Home > Plasmonic Nanomaterials Biodiagnostics

The successful treatment and cure of all diseases relies heavily on accurate diagnosis: if we don’t know what a disease is, we won’t know how to stop it. The ramifications of this can be very serious, with delays in diagnosis and treatment playing a key factor in many deaths and dehabilitating conditions. Traditional diagnostic tools and procedures have been used to great effect in many cases, but they do have limitations.

Our fundamental understanding of human health and disease is better than ever, and scientists are discovering many new molecular biomarkers that can be used as tell tale signs that all is not well with a patient. However, such biomarkers are commonly either too low a number to detect or are unsuitable for detection by traditional means. For us to achieve the ideal of molecular profiling of disease and personalised medicine, diagnostic technologies need to keep up with the discoveries being made in biology and medicine. 

The increased demand for molecular biomarker detection is pushing the development of ultrasensitive sensors, and it is here where new and exciting nanomaterial discoveries are finding application and showing great promise, with scientists exploiting the useful physical and chemical properties of nanomaterials. 

Once we reduce size of materials into the nanoscale, unique and interesting phenomena often arise that are not observed in the bulk material. The fundamental basis of nano-diagnostics is to link unique phenomena that arise at the nanoscale to the presence of a specific analyte biomolecule, and to modulate the intensity of such phenomena in a ratiometric fashion, in direct proportion with analyte concentration. 

In our tutorial review, published in Chemical Society Reviews, we discuss the use of plasmonic nanomaterials in the development of biodiagnostic tools for the detection of a large variety of biomolecular analytes, and how their plasmonic properties give rise to tunable optical characteristics and surface enhanced Raman signals. Here, we put particular emphasis on works that have explored the efficacy of their systems using physiological samples in order to highlight the clinical potential of such assays.

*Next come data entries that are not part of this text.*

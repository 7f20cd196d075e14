//! EVE Online data repositories.
//!
//! Read access to characters, corporations, alliances and corporation titles. The identity
//! system keeps these tables up to date; the connector only queries them.

/// Alliances
pub mod alliance;
/// Characters
pub mod character;
/// Corporations
pub mod corporation;
/// Corporation titles and the characters holding them
pub mod title;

Although academic research has contributed tremendously to the development of this field, these technologies are not just of academic interest, and there are some high profile examples of technologies that have crossed the academic-industrial divide.

Chad Mirkin’s work on spherical nucleic acids1, which are gold nanoparticles with a dense DNA shell, evolved into the FDA-cleared and commercially available Verigene system produced by the company Nanosphere2. It is capable of detecting a wide range of targets for various diagnostic purposes, including clinical microbiology, cardiac, human genetic and pharmacogenetic testing. Another high profile example is the mChip system developed by Samuel Sia at Columbia University3. The mChip combines plasmonic nanomaterial-based sensing with ‘lab on a chip’ microfluidic technology to create a low-cost diagnostic device for use in resource-limited settings.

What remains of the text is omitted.